First, it would extend coverage for intensive behavioral therapy, a dynamic strategy that helps people modify their eating, exercise and environment to lose weight. Right now, Medicare only reimburses primary care physicians for this intervention. TROA would ensure other qualified health care professionals like dieticians are reimbursed, massively expanding the reach of this service.
Second, the bill would cover FDA-approved weight loss medications through Medicare Part D. This is a crucial step with new medicines coming to market that use the body’s hormones to control insulin and appetite.
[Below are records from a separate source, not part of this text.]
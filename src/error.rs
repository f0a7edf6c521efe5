//! Error types for Inbox Triage.
//!
//! Each pipeline stage has its own enum; the handler maps variants to
//! response payloads explicitly, so there is no crate-wide aggregate.

/// Configuration-related errors.
#[derive(Debug, thiserror::Error)]
pub enum ConfigError {
    #[error("Missing required environment variable: {0}")]
    MissingEnvVar(String),

    #[error("Invalid configuration value for {key}: {message}")]
    InvalidValue { key: String, message: String },
}

/// Errors while reading text out of an uploaded file.
#[derive(Debug, thiserror::Error)]
pub enum ExtractError {
    #[error("Failed to extract PDF text: {0}")]
    Pdf(String),

    #[error("Text file is not valid UTF-8: {0}")]
    Encoding(String),

    #[error("IO error: {0}")]
    Io(#[from] std::io::Error),
}

/// Errors from the upstream classification call.
#[derive(Debug, thiserror::Error)]
pub enum ClassifyError {
    #[error("Gemini request failed: {reason}")]
    Request { reason: String },

    #[error("Gemini API returned {status}: {body}")]
    Api { status: u16, body: String },

    #[error("Could not parse a classification from the model response")]
    MalformedResponse { raw: String },
}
The authors note the challenges in passing this piece of legislation while sounding hopeful notes that the time may finally be right:
“The Treat and Reduce Obesity Act has been introduced in every session of Congress since 2012 and gone nowhere, reflecting the profound systemic challenge of passing legislation to address this disease. But there is a palpable shift underway as more government leaders are adopting a mindset about obesity that is informed by science rather than by prejudice. Policymakers across the aisle are casting aside the old view that obesity is a matter of individual willpower and, like the American Medical Association and other leading health organizations, recognizing obesity as a disease. As a result, the act now has unprecedented bipartisan and bicameral support across the political spectrum.”
More than 100 obesity and health advocacy organizations representing diverse communities have endorsed the bill. And public support is behind it too. A Morning Consult poll showed that large majorities of American adults support Medicare recognizing obesity as a treatable medical condition and expanding coverage to prevent and treat the disease.
Ultimately passing TROA could help millions of people improve COVID-19 outcomes by losing weight. With cases spiking again and Americans eager to end the pandemic, let’s hope more policymakers get the message and take action.